Assigned task
Here is a block of records. Copy every line in it that includes "filename".

Input for this task

========

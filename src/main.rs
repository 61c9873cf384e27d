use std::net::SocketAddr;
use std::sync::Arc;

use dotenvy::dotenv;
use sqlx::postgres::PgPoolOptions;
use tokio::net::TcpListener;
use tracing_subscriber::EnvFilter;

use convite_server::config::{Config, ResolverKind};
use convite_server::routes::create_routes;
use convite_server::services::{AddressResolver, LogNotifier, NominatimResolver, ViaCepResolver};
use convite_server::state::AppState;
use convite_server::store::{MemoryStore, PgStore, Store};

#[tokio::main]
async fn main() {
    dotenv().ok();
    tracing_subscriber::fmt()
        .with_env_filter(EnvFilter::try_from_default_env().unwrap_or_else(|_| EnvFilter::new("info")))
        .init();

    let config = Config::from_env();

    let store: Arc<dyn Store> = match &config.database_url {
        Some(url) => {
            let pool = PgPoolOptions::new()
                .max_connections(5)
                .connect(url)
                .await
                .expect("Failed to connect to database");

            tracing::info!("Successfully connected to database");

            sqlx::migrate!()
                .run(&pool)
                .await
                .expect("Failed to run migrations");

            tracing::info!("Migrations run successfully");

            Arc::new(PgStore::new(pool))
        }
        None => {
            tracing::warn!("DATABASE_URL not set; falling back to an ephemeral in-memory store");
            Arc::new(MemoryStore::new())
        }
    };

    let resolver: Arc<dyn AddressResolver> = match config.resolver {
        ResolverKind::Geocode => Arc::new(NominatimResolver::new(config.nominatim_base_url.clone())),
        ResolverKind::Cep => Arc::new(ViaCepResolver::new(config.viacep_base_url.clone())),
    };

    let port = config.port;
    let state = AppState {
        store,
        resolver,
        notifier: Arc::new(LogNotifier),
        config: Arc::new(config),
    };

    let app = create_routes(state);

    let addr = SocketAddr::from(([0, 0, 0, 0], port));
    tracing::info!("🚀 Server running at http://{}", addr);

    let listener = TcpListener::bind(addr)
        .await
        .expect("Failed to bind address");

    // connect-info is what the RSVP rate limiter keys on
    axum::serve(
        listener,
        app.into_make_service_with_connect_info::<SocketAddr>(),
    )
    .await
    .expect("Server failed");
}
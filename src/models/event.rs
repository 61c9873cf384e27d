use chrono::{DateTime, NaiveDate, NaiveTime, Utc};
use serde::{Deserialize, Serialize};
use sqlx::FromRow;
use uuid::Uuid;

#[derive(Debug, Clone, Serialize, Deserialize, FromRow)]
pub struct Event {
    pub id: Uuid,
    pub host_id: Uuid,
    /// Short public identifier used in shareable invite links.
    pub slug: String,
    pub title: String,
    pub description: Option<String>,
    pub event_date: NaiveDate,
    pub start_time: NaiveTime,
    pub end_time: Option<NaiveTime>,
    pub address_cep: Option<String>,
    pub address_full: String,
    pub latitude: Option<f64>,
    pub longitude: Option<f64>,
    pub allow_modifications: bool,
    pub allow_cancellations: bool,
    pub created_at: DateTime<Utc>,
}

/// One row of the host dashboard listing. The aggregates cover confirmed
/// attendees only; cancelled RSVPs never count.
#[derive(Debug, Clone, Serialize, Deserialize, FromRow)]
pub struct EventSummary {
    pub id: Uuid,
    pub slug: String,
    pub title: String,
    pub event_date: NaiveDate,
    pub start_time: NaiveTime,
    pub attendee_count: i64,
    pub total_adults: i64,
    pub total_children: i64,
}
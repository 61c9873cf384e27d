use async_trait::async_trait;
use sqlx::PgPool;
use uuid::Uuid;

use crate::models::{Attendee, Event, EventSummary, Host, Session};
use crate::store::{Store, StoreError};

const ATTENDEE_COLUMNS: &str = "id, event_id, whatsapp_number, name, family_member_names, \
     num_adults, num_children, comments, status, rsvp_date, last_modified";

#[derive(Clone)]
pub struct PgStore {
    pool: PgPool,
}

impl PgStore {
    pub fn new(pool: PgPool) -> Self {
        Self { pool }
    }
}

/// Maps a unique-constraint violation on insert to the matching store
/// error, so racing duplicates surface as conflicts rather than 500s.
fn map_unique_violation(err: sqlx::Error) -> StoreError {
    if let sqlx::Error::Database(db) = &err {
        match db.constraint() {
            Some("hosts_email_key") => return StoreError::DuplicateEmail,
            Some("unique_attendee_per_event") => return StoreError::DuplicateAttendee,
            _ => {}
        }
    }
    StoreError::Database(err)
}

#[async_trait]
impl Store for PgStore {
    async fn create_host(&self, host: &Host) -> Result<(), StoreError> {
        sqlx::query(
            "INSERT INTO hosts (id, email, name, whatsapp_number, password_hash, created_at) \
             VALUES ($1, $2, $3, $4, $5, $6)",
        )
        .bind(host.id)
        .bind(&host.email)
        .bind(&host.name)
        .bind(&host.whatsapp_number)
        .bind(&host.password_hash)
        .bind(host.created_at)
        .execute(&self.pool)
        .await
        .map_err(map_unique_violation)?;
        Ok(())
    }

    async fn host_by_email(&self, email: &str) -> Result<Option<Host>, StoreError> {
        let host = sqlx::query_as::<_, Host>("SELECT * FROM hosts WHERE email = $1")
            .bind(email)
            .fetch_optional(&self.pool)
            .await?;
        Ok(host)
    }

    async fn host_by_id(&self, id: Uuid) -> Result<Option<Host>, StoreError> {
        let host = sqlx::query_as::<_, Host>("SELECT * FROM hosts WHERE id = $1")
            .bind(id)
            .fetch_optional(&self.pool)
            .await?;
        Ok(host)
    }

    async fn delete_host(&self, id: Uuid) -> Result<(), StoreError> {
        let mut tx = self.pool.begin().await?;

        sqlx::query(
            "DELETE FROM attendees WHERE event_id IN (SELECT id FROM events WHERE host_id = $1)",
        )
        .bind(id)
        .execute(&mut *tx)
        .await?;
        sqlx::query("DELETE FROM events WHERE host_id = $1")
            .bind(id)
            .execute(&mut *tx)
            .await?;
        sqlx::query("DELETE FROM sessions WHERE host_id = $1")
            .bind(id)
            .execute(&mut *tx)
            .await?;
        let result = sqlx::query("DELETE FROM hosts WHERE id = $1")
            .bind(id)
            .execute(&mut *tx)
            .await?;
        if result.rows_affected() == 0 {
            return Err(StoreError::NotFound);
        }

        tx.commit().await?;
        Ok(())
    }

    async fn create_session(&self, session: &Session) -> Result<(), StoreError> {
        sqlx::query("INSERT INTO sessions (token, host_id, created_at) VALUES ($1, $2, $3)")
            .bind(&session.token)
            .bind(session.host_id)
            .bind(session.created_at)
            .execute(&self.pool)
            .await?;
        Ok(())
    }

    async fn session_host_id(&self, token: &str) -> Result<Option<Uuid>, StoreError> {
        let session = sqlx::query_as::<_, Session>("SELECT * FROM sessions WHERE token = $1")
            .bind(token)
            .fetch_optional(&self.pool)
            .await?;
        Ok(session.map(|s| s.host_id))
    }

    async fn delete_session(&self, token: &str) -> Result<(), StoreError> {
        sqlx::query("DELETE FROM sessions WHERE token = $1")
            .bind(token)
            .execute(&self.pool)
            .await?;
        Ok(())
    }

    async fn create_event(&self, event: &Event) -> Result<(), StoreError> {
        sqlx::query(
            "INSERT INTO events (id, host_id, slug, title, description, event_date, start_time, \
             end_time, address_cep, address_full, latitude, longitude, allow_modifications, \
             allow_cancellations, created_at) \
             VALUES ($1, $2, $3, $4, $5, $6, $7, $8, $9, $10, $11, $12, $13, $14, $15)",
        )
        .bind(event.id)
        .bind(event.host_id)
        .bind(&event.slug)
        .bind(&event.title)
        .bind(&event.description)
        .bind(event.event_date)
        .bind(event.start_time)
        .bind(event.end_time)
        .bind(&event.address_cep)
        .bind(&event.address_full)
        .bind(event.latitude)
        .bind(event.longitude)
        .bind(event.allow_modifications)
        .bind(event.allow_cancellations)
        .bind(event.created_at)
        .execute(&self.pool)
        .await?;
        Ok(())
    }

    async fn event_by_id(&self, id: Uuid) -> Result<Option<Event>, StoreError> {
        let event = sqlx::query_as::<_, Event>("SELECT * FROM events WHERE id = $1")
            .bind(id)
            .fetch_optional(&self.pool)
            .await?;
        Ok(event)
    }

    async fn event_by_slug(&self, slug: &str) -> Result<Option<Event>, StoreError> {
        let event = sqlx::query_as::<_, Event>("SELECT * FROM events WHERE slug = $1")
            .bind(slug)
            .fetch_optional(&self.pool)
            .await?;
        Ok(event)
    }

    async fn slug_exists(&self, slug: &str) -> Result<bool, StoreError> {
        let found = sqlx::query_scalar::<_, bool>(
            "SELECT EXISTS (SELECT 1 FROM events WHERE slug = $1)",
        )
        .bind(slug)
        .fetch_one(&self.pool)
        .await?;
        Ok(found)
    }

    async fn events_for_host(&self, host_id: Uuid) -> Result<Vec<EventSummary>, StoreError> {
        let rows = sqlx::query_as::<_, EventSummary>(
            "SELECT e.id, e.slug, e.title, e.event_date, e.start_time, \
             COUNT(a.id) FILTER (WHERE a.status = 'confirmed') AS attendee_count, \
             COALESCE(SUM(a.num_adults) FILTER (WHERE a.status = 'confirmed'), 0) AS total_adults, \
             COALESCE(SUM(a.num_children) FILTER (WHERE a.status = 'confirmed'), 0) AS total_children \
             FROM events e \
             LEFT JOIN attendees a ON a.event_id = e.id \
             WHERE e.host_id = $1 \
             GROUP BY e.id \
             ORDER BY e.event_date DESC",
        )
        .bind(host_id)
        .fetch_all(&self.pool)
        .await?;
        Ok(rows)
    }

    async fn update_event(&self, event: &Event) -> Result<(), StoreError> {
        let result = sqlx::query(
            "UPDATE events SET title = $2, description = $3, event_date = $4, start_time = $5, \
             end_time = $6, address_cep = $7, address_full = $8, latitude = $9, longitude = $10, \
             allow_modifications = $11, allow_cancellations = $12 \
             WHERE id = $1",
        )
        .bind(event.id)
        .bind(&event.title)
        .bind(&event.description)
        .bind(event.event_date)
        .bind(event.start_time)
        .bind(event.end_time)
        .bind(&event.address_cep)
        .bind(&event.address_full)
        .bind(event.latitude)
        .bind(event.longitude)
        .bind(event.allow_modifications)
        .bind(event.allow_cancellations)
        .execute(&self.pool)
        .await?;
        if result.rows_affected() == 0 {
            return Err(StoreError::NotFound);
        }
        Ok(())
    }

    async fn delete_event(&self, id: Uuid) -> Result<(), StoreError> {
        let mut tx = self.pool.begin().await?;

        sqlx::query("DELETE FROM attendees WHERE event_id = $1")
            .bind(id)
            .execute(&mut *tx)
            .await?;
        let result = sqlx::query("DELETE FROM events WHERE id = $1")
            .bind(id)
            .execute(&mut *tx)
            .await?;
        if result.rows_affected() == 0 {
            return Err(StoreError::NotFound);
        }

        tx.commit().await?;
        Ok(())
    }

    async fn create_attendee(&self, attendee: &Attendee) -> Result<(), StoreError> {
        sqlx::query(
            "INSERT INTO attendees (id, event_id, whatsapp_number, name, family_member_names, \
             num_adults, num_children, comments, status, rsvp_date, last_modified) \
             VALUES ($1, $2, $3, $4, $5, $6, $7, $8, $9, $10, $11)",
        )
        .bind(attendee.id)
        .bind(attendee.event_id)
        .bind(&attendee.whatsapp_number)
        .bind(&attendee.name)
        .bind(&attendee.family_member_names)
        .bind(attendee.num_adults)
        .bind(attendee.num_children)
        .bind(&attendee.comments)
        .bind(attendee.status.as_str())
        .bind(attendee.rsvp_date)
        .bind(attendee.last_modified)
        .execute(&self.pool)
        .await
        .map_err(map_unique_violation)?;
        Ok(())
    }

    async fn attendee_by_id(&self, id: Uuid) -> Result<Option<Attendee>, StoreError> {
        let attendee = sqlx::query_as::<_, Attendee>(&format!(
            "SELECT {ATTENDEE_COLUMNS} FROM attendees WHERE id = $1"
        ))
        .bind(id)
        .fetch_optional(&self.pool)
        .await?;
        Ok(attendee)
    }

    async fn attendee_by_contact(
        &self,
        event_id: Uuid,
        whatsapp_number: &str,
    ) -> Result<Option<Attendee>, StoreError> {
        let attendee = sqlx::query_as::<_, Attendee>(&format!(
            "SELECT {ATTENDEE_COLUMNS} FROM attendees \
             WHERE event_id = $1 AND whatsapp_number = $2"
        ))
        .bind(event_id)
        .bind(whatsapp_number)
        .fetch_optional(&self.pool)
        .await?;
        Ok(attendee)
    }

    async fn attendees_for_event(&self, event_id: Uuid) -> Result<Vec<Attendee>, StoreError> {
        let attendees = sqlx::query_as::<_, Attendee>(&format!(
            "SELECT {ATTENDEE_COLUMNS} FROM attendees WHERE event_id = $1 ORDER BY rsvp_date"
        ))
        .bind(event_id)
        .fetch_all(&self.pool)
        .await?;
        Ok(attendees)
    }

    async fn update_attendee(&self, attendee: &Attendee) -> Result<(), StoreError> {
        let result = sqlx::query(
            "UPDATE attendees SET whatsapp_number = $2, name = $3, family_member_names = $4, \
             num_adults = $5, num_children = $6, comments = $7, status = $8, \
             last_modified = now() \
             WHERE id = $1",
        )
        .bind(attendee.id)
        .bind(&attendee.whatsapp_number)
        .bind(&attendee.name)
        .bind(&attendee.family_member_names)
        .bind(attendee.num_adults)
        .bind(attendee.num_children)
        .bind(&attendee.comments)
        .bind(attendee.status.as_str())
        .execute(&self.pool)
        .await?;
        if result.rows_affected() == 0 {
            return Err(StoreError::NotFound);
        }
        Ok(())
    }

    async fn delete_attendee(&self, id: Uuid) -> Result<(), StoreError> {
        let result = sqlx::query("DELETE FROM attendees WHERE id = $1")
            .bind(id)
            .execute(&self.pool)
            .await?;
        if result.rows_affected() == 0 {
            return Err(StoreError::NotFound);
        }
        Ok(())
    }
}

========

Answer section
filename src/main.rs
filename src/models/event.rs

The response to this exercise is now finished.